GithubHelp home page GithubHelp logo

dsc-3-32-05-gridsearchcv-al's Introduction

GridSearchCV

Introduction

In this lesson, we'll explore the concept of parameter tuning to maximize our model performance using a Combinatorial Grid Search!

Objectives

You will be able to:

  • Understand and explain parameter tuning and why it is necessary
  • Design and create a parameter grid for use with sklearn's GridSearchCV module
  • Use GridSearchCV to increase model performance through parameter tuning

Parameter Tuning

By now, you've seen that the process of building and training a supervised learning model is an iterative one. Your first model rarely performs the best! There are multiple ways that we potentially improve model performance. Thus far, most of the techniques we've used have been focused on our data. We can get better data, or more data, or both. We can engineer certain features, or clean up or data by removing things that hurt model performance, like multicollinearity.

The other major way to potentially improve model performance is to find good parameters to set when creating the model. This can have a huge impact on the model's fitness! For example, if we allow a Decision Tree to have too many leaves, the model will almost certainly overfit the data. Too few, and the model will underfit. However, each modeling problem is unique--the same parameters could cause either of those situations, depending on the data, the task at hand, and the complexity of the model needed to best fit the data.

In this lesson, we'll learn how we can use a Combinatorial Grid Search to find the best combination of parameters for a given model.

Grid Searching

When we set parameters in a model, the parameters are not independent of one another--the value set for another parameter can have significant effects on other parameters, thereby affecting overall model performance. Consider the following grid.

Parameter 1 2 3 4
criterion "gini" "entropy"
max_depth 1 2 5 10
min_samples_split 1 5 10 20

All the parameters above work together to create the framework of the Decision Tree that will be trained.

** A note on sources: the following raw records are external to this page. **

//! URI value with copy-on-write mutators.

use std::fmt;
use std::str::FromStr;

use url::{ParseError, Url};

use crate::error::RouterError;

/// Base used to resolve origin-form targets such as `/items?a=1`.
const RELATIVE_BASE: &str = "http://relative.invalid/";

/// Parsed URI. Components that are absent are empty strings (port: `None`).
#[derive(Debug, Clone, Default, PartialEq, Eq)]
pub struct Uri {
    scheme: String,
    user_info: String,
    host: String,
    port: Option<u16>,
    path: String,
    query: String,
    fragment: String,
}

impl Uri {
    /// Parse an absolute URI or a relative reference.
    pub fn parse(input: &str) -> Result<Self, RouterError> {
        if input.is_empty() {
            return Ok(Self::default());
        }

        match Url::parse(input) {
            Ok(url) => Ok(Self::from_url(&url)),
            Err(ParseError::RelativeUrlWithoutBase) => {
                let base = Url::parse(RELATIVE_BASE)
                    .map_err(|e| RouterError::InvalidUri(e.to_string()))?;
                let url = base
                    .join(input)
                    .map_err(|e| RouterError::InvalidUri(format!("{input}: {e}")))?;
                Ok(Self {
                    path: url.path().to_string(),
                    query: url.query().unwrap_or_default().to_string(),
                    fragment: url.fragment().unwrap_or_default().to_string(),
                    ..Self::default()
                })
            }
            Err(e) => Err(RouterError::InvalidUri(format!("{input}: {e}"))),
        }
    }

    fn from_url(url: &Url) -> Self {
        let user_info = match url.password() {
            Some(password) => format!("{}:{}", url.username(), password),
            None => url.username().to_string(),
        };
        Self {
            scheme: url.scheme().to_string(),
            user_info,
            host: url.host_str().unwrap_or_default().to_string(),
            port: url.port(),
            path: url.path().to_string(),
            query: url.query().unwrap_or_default().to_string(),
            fragment: url.fragment().unwrap_or_default().to_string(),
        }
    }

    pub fn scheme(&self) -> &str {
        &self.scheme
    }

    pub fn user_info(&self) -> &str {
        &self.user_info
    }

    pub fn host(&self) -> &str {
        &self.host
    }

    pub fn port(&self) -> Option<u16> {
        self.port
    }

    pub fn path(&self) -> &str {
        &self.path
    }

    pub fn query(&self) -> &str {
        &self.query
    }

    pub fn fragment(&self) -> &str {
        &self.fragment
    }

    /// `[user_info@]host[:port]`, empty when there is no host.
    pub fn authority(&self) -> String {
        if self.host.is_empty() {
            return String::new();
        }
        let mut authority = String::new();
        if !self.user_info.is_empty() {
            authority.push_str(&self.user_info);
            authority.push('@');
        }
        authority.push_str(&self.host);
        if let Some(port) = self.port {
            authority.push_str(&format!(":{port}"));
        }
        authority
    }

    pub fn with_scheme(&self, scheme: &str) -> Self {
        Self {
            scheme: scheme.to_ascii_lowercase(),
            ..self.clone()
        }
    }

    pub fn with_user_info(&self, user: &str, password: Option<&str>) -> Self {
        let user_info = match password {
            Some(password) if !user.is_empty() => format!("{user}:{password}"),
            _ => user.to_string(),
        };
        Self {
            user_info,
            ..self.clone()
        }
    }

    pub fn with_host(&self, host: &str) -> Self {
        Self {
            host: host.to_ascii_lowercase(),
            ..self.clone()
        }
    }

    pub fn with_port(&self, port: Option<u16>) -> Self {
        Self {
            port,
            ..self.clone()
        }
    }

    pub fn with_path(&self, path: &str) -> Self {
        Self {
            path: path.to_string(),
            ..self.clone()
        }
    }

    pub fn with_query(&self, query: &str) -> Self {
        Self {
            query: query.trim_start_matches('?').to_string(),
            ..self.clone()
        }
    }

    pub fn with_fragment(&self, fragment: &str) -> Self {
        Self {
            fragment: fragment.trim_start_matches('#').to_string(),
            ..self.clone()
        }
    }
}

impl FromStr for Uri {
    type Err = RouterError;

    fn from_str(input: &str) -> Result<Self, Self::Err> {
        Self::parse(input)
    }
}

impl fmt::Display for Uri {
    fn fmt(&self, f: &mut fmt::Formatter<'_>) -> fmt::Result {
        if !self.scheme.is_empty() {
            write!(f, "{}:", self.scheme)?;
        }
        let authority = self.authority();
        if !authority.is_empty() {
            write!(f, "//{authority}")?;
            if !self.path.is_empty() && !self.path.starts_with('/') {
                f.write_str("/")?;
            }
        }
        f.write_str(&self.path)?;
        if !self.query.is_empty() {
            write!(f, "?{}", self.query)?;
        }
        if !self.fragment.is_empty() {
            write!(f, "#{}", self.fragment)?;
        }
        Ok(())
    }
}
//! Message catalog: symbolic key → status code and human message.
//!
//! Every [`RouterError`](crate::error::RouterError) kind names a key here. The
//! built-in table can be overridden per key from the `[messages]` config section.

use std::collections::{BTreeMap, HashMap};

use crate::config::schema::MessageConfig;

/// Key for the response sent to browser clients.
pub const BROWSER_VIEW: &str = "http.browser_view";

/// Key every unknown lookup falls back to.
pub const SERVICE_UNAVAILABLE: &str = "http.service_unavailable";

const DEFAULTS: &[(&str, u16, &str)] = &[
    (BROWSER_VIEW, 200, "This endpoint serves an API; use an API client to call it"),
    (SERVICE_UNAVAILABLE, 503, "Service unavailable"),
    ("router.content_type_unsupported", 415, "Unsupported content type"),
    ("router.method_missing", 400, "Request method is missing"),
    ("router.malformed_body", 400, "Received data is not valid"),
    ("router.method_not_allowed", 405, "Method not allowed"),
    ("router.invalid_uri", 400, "Invalid URI"),
    ("router.invalid_request_target", 400, "Invalid request target"),
    ("router.invalid_header_name", 500, "Invalid characters in header name"),
    ("router.codec_unbound", 500, "Response content type is not specified"),
    ("router.auth_denied", 401, "Unauthorized"),
    ("router.transport", 400, "Request could not be read"),
];

/// One catalog entry.
#[derive(Debug, Clone, PartialEq, Eq)]
pub struct CatalogEntry {
    pub status: u16,
    pub message: String,
}

impl CatalogEntry {
    pub fn new(status: u16, message: impl Into<String>) -> Self {
        Self {
            status,
            message: message.into(),
        }
    }
}

/// Immutable key lookup table.
#[derive(Debug, Clone)]
pub struct MessageCatalog {
    entries: HashMap<String, CatalogEntry>,
    fallback: CatalogEntry,
}

impl Default for MessageCatalog {
    fn default() -> Self {
        let entries = DEFAULTS
            .iter()
            .map(|(key, status, message)| (key.to_string(), CatalogEntry::new(*status, *message)))
            .collect();
        Self {
            entries,
            fallback: CatalogEntry::new(503, "Service unavailable"),
        }
    }
}

impl MessageCatalog {
    pub fn new() -> Self {
        Self::default()
    }

    /// Built-in table with `overrides` applied on top.
    pub fn with_overrides(mut self, overrides: &BTreeMap<String, MessageConfig>) -> Self {
        for (key, config) in overrides {
            let entry = CatalogEntry::new(config.status, config.message.clone());
            if key == SERVICE_UNAVAILABLE {
                self.fallback = entry.clone();
            }
            self.entries.insert(key.clone(), entry);
        }
        self
    }

    /// Entry for `key`, or the service-unavailable entry when unknown.
    pub fn lookup(&self, key: &str) -> &CatalogEntry {
        self.entries.get(key).unwrap_or(&self.fallback)
    }

    pub fn contains(&self, key: &str) -> bool {
        self.entries.contains_key(key)
    }
}
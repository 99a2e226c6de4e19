//! HTTP message model and server.
//!
//! # Data Flow
//! ```text
//! TCP connection
//!     → server.rs (Axum setup, request ID, limits, timeout)
//!     → TransportEvent → Router::emit
//!     → request.rs (immutable Request built by the assembler)
//!     → response.rs (immutable Response finalized through the codec)
//!     → Send to client
//! ```
//!
//! # Design Decisions
//! - Messages are values; every `with_*` returns a new one
//! - Header handling is shared through the `HttpMessage` trait
//! - Bodies are in-memory streams whose clones share one buffer

pub mod headers;
pub mod method;
pub mod request;
pub mod response;
pub mod server;
pub mod stream;
pub mod uri;

pub use headers::{Headers, HttpMessage};
pub use method::Method;
pub use request::{Request, UploadedFile};
pub use response::Response;
pub use server::HttpServer;
pub use stream::{Stream, StreamMode};
pub use uri::Uri;
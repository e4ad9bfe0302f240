//! geoflow placement solver: cost, runtime and carbon aware placement of
//! serverless workflows across cloud regions.
//!
//! A solve loads a fresh snapshot of the metrics store, builds dense
//! evaluation tables, searches the assignment space with the requested
//! strategy, and ranks the survivors by a weighted objective.
//!
//! # Components
//!
//! - **`loader`**: typed snapshot of the metrics store, with retries
//! - **`indexer`**: dense region indices
//! - **`workflow`**: validated workflow DAG
//! - **`constraints`**: allowed region sets and global bounds
//! - **`profile`**: dense per-region tables with data-gap fallbacks
//! - **`calculator`**: expected and tail metrics of one assignment
//! - **`search`**: coarse, fine-grained and heuristic strategies
//! - **`ranker`** / **`format`**: ordering and response shaping
//! - **`solve`**: orchestration

pub mod calculator;
pub mod constraints;
pub mod deadline;
pub mod error;
pub mod format;
pub mod indexer;
pub mod loader;
pub mod profile;
pub mod ranker;
pub mod search;
pub mod solve;
pub mod workflow;

pub use calculator::{Calculator, CalculatorOptions, DeploymentMetrics, NumericAnomaly, Scratch};
pub use constraints::ConstraintChecker;
pub use deadline::Deadline;
pub use error::{SolverError, SolverResult};
pub use indexer::RegionIndexer;
pub use loader::{LoadedMetrics, Loader, RetryPolicy};
pub use profile::DeploymentProfile;
pub use search::{Candidate, SearchOutcome, SearchStrategy, strategy_for};
pub use solve::Solver;
pub use workflow::WorkflowModel;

In a given problem, it may be the case that increasing the value of the parameter for min_samples_split generally improves model performance up to a certain point, by reducing overfitting. However, if the value for max_depth is too low or too high, this may doom the model to overfitting or underfitting, by having a tree with too many arbitrary levels and splits that overfit on noise, or limiting the model to nothing more that a "stump" by only allowing it to grow to one or two levels.

So how do we know which combination of parameters is best? The only way we can really know is to try every single combination! For this reason, grid searching is sometimes referred to an as Exhaustive Search.

Using GridSearchCV

the sklearn library provides an easy way tune model parameters through exhaustive search by using its gridseachcv package, which can be found inside the model_selection module. GridsearchCV combined K-Fold Cross Validation with a grid search of parameters. In order to do this, we must first create a Parameter Grid that tells sklearn which parameters to tune, and which values to try for each of those parameters. GridsearchCV Documentation

clf = DecisionTreeClassifier()

param_grid = {
    "criterion": ["gini", "entropy"],
    "max_depth": [1, 2, 5, 10],
    "min_samples_split": [1, 5, 10, 20]
}

gs_tree = GridSearchCV(clf, param_grid, cv=3)
gs_tree.fit(train_data, train_labels)

gs_tree.best_params_

The following code snippet demonstrates how to use GridSearchCV to perform a parameter grid search using the example parameter grid we created above. We just pass in the classifier that we want to use, as well as parameter grid. Our parameter grid should be a dictionary, where the keys are the parameter names, and the values are the different parameter values we want to use in our gridsearch for each given key. We can also use K-fold cross validation during this process, as denoted by the cv= parameter. In this case, we choose to use 3-fold cross validation for each model created inside our grid search.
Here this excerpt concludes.